The US Dollar index is falling, and you can thank the Federal Reserve for that. Foreign exchange dealers ganged up on the dollar Tuesday to push it to a new low. The ICE U.S. Dollar Index fell to a session low of 91.75, its first below 92.00 ratings since May 2018. A rebound back to 92.19 before the markets closed helped prevent the disaster to persist. And, with the Fed saying it will allow higher inflation, expect the dollar’s slide to continue.
In contrast, the Euro gained strength and settled at $1.19 versus the greenback. The British pound ended at $1.34, but only after registering a high of $.134 earlier the day. While there are no primary suspects, analysts think that the Fed’s new policy may have played a part. Their adjusted policy allows inflation to exceed 2% without automatically hiking interest rates.
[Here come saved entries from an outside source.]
//! Core of daybook: a personal calendar of events kept in local storage.
//!
//! - `event`: the `Event` type and its `HH:MM` times
//! - `store`: the owned, observable event collection
//! - `persist`: storage adapters the store writes through
//! - `draft`: validation and conflict checks for new events
//! - `month`: the month grid and its per-day counts

pub mod config;
pub mod draft;
pub mod error;
pub mod event;
pub mod month;
pub mod persist;
pub mod store;

pub use event::{AsCalendarDay, ClockTime, Event, EventPatch};
pub use store::{EventStore, SubscriptionId};
//! In-memory storage, mainly for tests.

use std::cell::{Cell, RefCell};
use std::rc::Rc;

use super::{Storage, decode, encode};
use crate::error::{PersistenceError, PersistenceResult};
use crate::event::Event;

/// Holds the snapshot text in memory.
///
/// Clones share the same slot, so a test can keep one handle while the store
/// owns another and inspect what was written.
#[derive(Debug, Clone, Default)]
pub struct MemoryStorage {
    slot: Rc<RefCell<Option<String>>>,
    fail_writes: Rc<Cell<bool>>,
}

impl MemoryStorage {
    pub fn new() -> Self {
        Self::default()
    }

    /// Start with raw snapshot text already in the slot.
    pub fn with_contents(text: impl Into<String>) -> Self {
        let storage = Self::default();
        storage.slot.replace(Some(text.into()));
        storage
    }

    pub fn contents(&self) -> Option<String> {
        self.slot.borrow().clone()
    }

    /// Make every following `save` and `remove` fail, as a full or
    /// unavailable medium would.
    pub fn set_fail_writes(&self, fail: bool) {
        self.fail_writes.set(fail);
    }

    fn check_writable(&self) -> PersistenceResult<()> {
        if self.fail_writes.get() {
            return Err(PersistenceError::Unavailable(
                "storage quota exceeded".to_string(),
            ));
        }
        Ok(())
    }
}

impl Storage for MemoryStorage {
    fn load(&self) -> PersistenceResult<Vec<Event>> {
        match self.slot.borrow().as_deref() {
            Some(text) => decode(text),
            None => Ok(Vec::new()),
        }
    }

    fn save(&self, events: &[Event]) -> PersistenceResult<()> {
        self.check_writable()?;
        let text = encode(events)?;
        self.slot.replace(Some(text));
        Ok(())
    }

    fn remove(&self) -> PersistenceResult<()> {
        self.check_writable()?;
        self.slot.replace(None);
        Ok(())
    }
}

#[cfg(test)]
mod tests {
    use super::*;

    #[test]
    fn empty_slot_loads_empty() {
        assert!(MemoryStorage::new().load().unwrap().is_empty());
    }

    #[test]
    fn clones_share_the_slot() {
        let storage = MemoryStorage::new();
        let handle = storage.clone();

        storage.save(&[]).unwrap();
        assert_eq!(
            handle.contents().as_deref(),
            Some(r#"{"state":{"events":[]},"version":0}"#)
        );
    }

    #[test]
    fn failing_writes_leave_the_slot_alone() {
        let storage = MemoryStorage::with_contents("previous");
        storage.set_fail_writes(true);

        assert!(matches!(
            storage.save(&[]),
            Err(PersistenceError::Unavailable(_))
        ));
        assert!(storage.remove().is_err());
        assert_eq!(storage.contents().as_deref(), Some("previous"));
    }
}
ING analysts Francesco Pesole and Petr Krpata noted the effects of the policy on the dollar. “With Chair Powell cementing the negative real yield narrative for the dollar, there is little to suggest the current U.S. dollar bear trend is to stop,” they wrote. The added that high nominal and real rates were the key ingredients behind a stronger dollar in recent years. “None of these should strategically bode well for the dollar.
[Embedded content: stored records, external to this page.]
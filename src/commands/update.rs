use anyhow::{Result, anyhow};
use daybook_core::draft::find_conflict;
use daybook_core::error::ValidationError;
use daybook_core::persist::Storage;
use daybook_core::{ClockTime, EventPatch, EventStore};
use owo_colors::OwoColorize;

use super::{parse_date, warn_if_unsaved};
use crate::render::Render;

/// Raw field changes from the command line.
#[derive(Debug, Default)]
pub struct Changes {
    pub name: Option<String>,
    pub date: Option<String>,
    pub start: Option<String>,
    pub end: Option<String>,
    pub description: Option<String>,
    pub color: Option<String>,
}

impl Changes {
    fn into_patch(self) -> Result<EventPatch> {
        let name = match self.name {
            Some(name) if name.trim().is_empty() => {
                return Err(ValidationError::MissingField("name").into());
            }
            other => other.map(|n| n.trim().to_string()),
        };

        Ok(EventPatch {
            name,
            date: self.date.as_deref().map(parse_date).transpose()?,
            start_time: self.start.as_deref().map(ClockTime::parse).transpose()?,
            end_time: self.end.as_deref().map(ClockTime::parse).transpose()?,
            description: self.description.map(clearable),
            color: self.color.map(clearable),
        })
    }
}

/// An empty value on the command line clears the field.
fn clearable(value: String) -> Option<String> {
    let trimmed = value.trim();
    (!trimmed.is_empty()).then(|| trimmed.to_string())
}

pub fn run<S: Storage>(store: &mut EventStore<S>, id: &str, changes: Changes) -> Result<()> {
    let patch = changes.into_patch()?;
    if patch.is_empty() {
        anyhow::bail!("Nothing to update. Pass at least one of --name, --date, --start, --end, --description, --color");
    }

    let Some(current) = store.get_event(id) else {
        println!("{}", format!("No event with id {id}").dimmed());
        return Ok(());
    };

    // The updated event has to pass the same checks as a new one
    let candidate = current.patched(&patch);
    if candidate.end_time <= candidate.start_time {
        return Err(anyhow!(ValidationError::EndNotAfterStart {
            start: candidate.start_time.to_string(),
            end: candidate.end_time.to_string(),
        }));
    }

    let others = store
        .get_events_for_date(candidate.date)
        .into_iter()
        .filter(|e| e.id != id);
    if let Some(clash) = find_conflict(&candidate.start_time, &candidate.end_time, others) {
        return Err(anyhow!(ValidationError::Conflict {
            name: clash.name.clone(),
            start: clash.start_time.to_string(),
            end: clash.end_time.to_string(),
        }));
    }

    warn_if_unsaved(store.update_event(id, &patch));
    println!("Updated {}", candidate.render());
    Ok(())
}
With expected higher inflation but lower interest rates, U.S. Treasury yields tend to go lower. Tuesday, the real yield on the 10-year Treasury note stood near -1.08%. This is already a recovery from the all-time low of -1.11% the day before. This negative expected return makes the dollar less attractive to investors.
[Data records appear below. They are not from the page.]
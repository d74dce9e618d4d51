//! JSON file storage.

use std::path::{Path, PathBuf};

use tracing::debug;

use super::{Storage, decode, encode};
use crate::error::PersistenceResult;
use crate::event::Event;

/// Keeps the snapshot in `<dir>/<name>.json`.
#[derive(Debug, Clone)]
pub struct FileStorage {
    path: PathBuf,
}

impl FileStorage {
    pub fn new(dir: &Path, name: &str) -> Self {
        FileStorage {
            path: dir.join(format!("{name}.json")),
        }
    }

    pub fn path(&self) -> &Path {
        &self.path
    }

    fn temp_path(&self) -> PathBuf {
        let mut temp = self.path.clone().into_os_string();
        temp.push(".tmp");
        PathBuf::from(temp)
    }
}

impl Storage for FileStorage {
    fn load(&self) -> PersistenceResult<Vec<Event>> {
        if !self.path.exists() {
            debug!(path = %self.path.display(), "no snapshot on disk");
            return Ok(Vec::new());
        }

        let content = std::fs::read_to_string(&self.path)?;
        decode(&content)
    }

    fn save(&self, events: &[Event]) -> PersistenceResult<()> {
        if let Some(parent) = self.path.parent() {
            std::fs::create_dir_all(parent)?;
        }

        let content = encode(events)?;
        let temp = self.temp_path();

        std::fs::write(&temp, content)?;
        std::fs::rename(&temp, &self.path)?;

        debug!(path = %self.path.display(), count = events.len(), "saved snapshot");
        Ok(())
    }

    fn remove(&self) -> PersistenceResult<()> {
        if self.path.exists() {
            std::fs::remove_file(&self.path)?;
        }
        Ok(())
    }
}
2020 has not been kind to the US dollar. Earlier, the pandemic created a frenzy for dollars as economies shut down. As governments went back to work, central banks began protecting their economies. The Fed applied stronger measures to protect their economy, applying generous monetary stimulus. For the dollar demand, the agency aligned currency swap lines with central banks. This helped ensure the dollar’s availability and cooled off demand.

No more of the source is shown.